Webb points to something else that kept Motown from crossing into the jazz repertoire, even here in Detroit. In addition to their feelings about the way musicians were treated by the company, Webb says it's taken years — and things like the film Standing in the Shadow — for some of musicians to grasp the impact that Motown actually has had on the world.

"Shotgun"

But for Detroit musicians of Whitaker's generation, Motown is music first. "We see it as, 'That's our story, that's our soundtrack.'" And he figures that most of his Detroit peers who make records have cut a Motown track at one time or another.

Regina Carter did a couple on her Motor City Memories CD a few years back and pulls them out from time to time, especially for extended club engagements.

In the band he co-leads with drummer Carl Allen, Whitaker recorded deft rearrangements of the Temptations' "Get Ready" and Marvin Gaye's "Inner City Blues." The disc, Get Ready, is the Allen-Whitaker outfit's debut for Mack Avenue Records.

Though a New Yorker and a decade older than Whitaker, clarinetist and saxophonist Byron has similar attitudes about Motown. His Junior Walker disc grew out of his interest in Walker's way with the blues. "Most jazz horn players just play some blues changes," says Byron. "The same things that he sings, he plays — and as a horn player, we're weaned to not necessarily be thinking about vocalists."

As to Motown in general, he adds, "It's just like if you're French, you have a certain amount of cultural stuff that you grew up with that's your birthright.
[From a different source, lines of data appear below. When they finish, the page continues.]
//! Wake-on-LAN for computers.

use std::net::{Ipv4Addr, SocketAddr, SocketAddrV4};

use async_trait::async_trait;
use roomctl_discovery::MacAddr;
use tokio::net::UdpSocket;

use crate::error::{DriverError, Result};
use crate::power::{PowerControl, PowerState};

/// Limited broadcast on the discard port.
pub const DEFAULT_WOL_TARGET: SocketAddr =
    SocketAddr::V4(SocketAddrV4::new(Ipv4Addr::BROADCAST, 9));

/// Six `0xFF` bytes followed by the target mac sixteen times.
pub fn magic_packet(mac: &MacAddr) -> [u8; 102] {
    let mut packet = [0xFFu8; 102];
    let octets = mac.octets();
    for chunk in packet[6..].chunks_exact_mut(6) {
        chunk.copy_from_slice(&octets);
    }
    packet
}

/// A computer that can only be woken.
#[derive(Debug, Clone)]
pub struct ComputerDriver {
    mac: MacAddr,
    target: SocketAddr,
}

impl ComputerDriver {
    pub fn new(mac: MacAddr, target: SocketAddr) -> Self {
        Self { mac, target }
    }
}

#[async_trait]
impl PowerControl for ComputerDriver {
    async fn power_on(&self) -> Result<()> {
        let socket = UdpSocket::bind((Ipv4Addr::UNSPECIFIED, 0))
            .await
            .map_err(|e| DriverError::TransientNetwork(e.to_string()))?;
        socket
            .set_broadcast(true)
            .map_err(|e| DriverError::TransientNetwork(e.to_string()))?;
        socket
            .send_to(&magic_packet(&self.mac), self.target)
            .await
            .map_err(|e| DriverError::TransientNetwork(e.to_string()))?;

        tracing::info!(mac = %self.mac, target = %self.target, "sent wake-on-lan packet");
        Ok(())
    }

    async fn power_off(&self) -> Result<()> {
        Err(DriverError::Unsupported("computers cannot be powered off remotely"))
    }

    async fn query_state(&self) -> Result<PowerState> {
        Err(DriverError::Unsupported("computer power state is not queryable"))
    }
}

#[cfg(test)]
mod tests {
    use super::*;

    #[test]
    fn test_magic_packet_layout() {
        let mac = MacAddr::new([0x00, 0x1a, 0x2b, 0x3c, 0x4d, 0x5e]);
        let packet = magic_packet(&mac);

        assert_eq!(&packet[..6], &[0xFF; 6]);
        for i in 0..16 {
            let start = 6 + i * 6;
            assert_eq!(&packet[start..start + 6], &mac.octets());
        }
    }

    #[tokio::test]
    async fn test_power_on_sends_packet() {
        let receiver = UdpSocket::bind("127.0.0.1:0").await.unwrap();
        let target = receiver.local_addr().unwrap();
        let mac = MacAddr::new([0x02, 0, 0, 0, 0, 0x07]);

        ComputerDriver::new(mac, target).power_on().await.unwrap();

        let mut buf = [0u8; 128];
        let (len, _) = receiver.recv_from(&mut buf).await.unwrap();
        assert_eq!(len, 102);
        assert_eq!(&buf[96..102], &mac.octets());
    }

    #[tokio::test]
    async fn test_off_and_query_unsupported() {
        let driver = ComputerDriver::new(MacAddr::new([0x02, 0, 0, 0, 0, 1]), DEFAULT_WOL_TARGET);
        assert!(matches!(driver.power_off().await, Err(DriverError::Unsupported(_))));
        assert!(matches!(driver.query_state().await, Err(DriverError::Unsupported(_))));
    }
}
use anyhow::Context;
use clap::Parser;
use roomctl_server::{RoomServer, ServerConfig};
use roomctl_state::logging;

#[tokio::main]
async fn main() -> anyhow::Result<()> {
    let config = ServerConfig::parse();
    logging::init_logging_from_env().context("failed to initialize logging")?;

    let server = RoomServer::start(config)
        .await
        .context("failed to start roomctl server")?;

    tokio::signal::ctrl_c()
        .await
        .context("failed to listen for ctrl-c")?;
    tracing::info!("shutdown requested");

    server.shutdown().await;
    Ok(())
}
So for me — as American musician and an African-American musician — I feel like Motown and Stax-Volt, that's my birthright. If I have a culture, then it's an important part of it."

And across the jazz world, similar thoughts are subtly adding to what jazz musicians play — and what audiences may come to expect: variations and improvisations on tunes that even listeners in their 20s have soaked up from radio and TV and the movies of their time.

The new standards movement isn't for everyone. "None of those tunes harmonically ever got to me," the saxophone player Joe Lovano once said, after listing the Beatles, Motown, Elton John and Billy Joel. Pianist Bill Charlap, a festival performer this year, was quoted saying that Stevie Wonder and Marvin Gaye are a "genius" and "beautiful," respectively, but he's content sticking with 50 or so classic writers on a list that begins with the likes of Gershwin, Berlin and Porter. "We're toiling in a different field," he said.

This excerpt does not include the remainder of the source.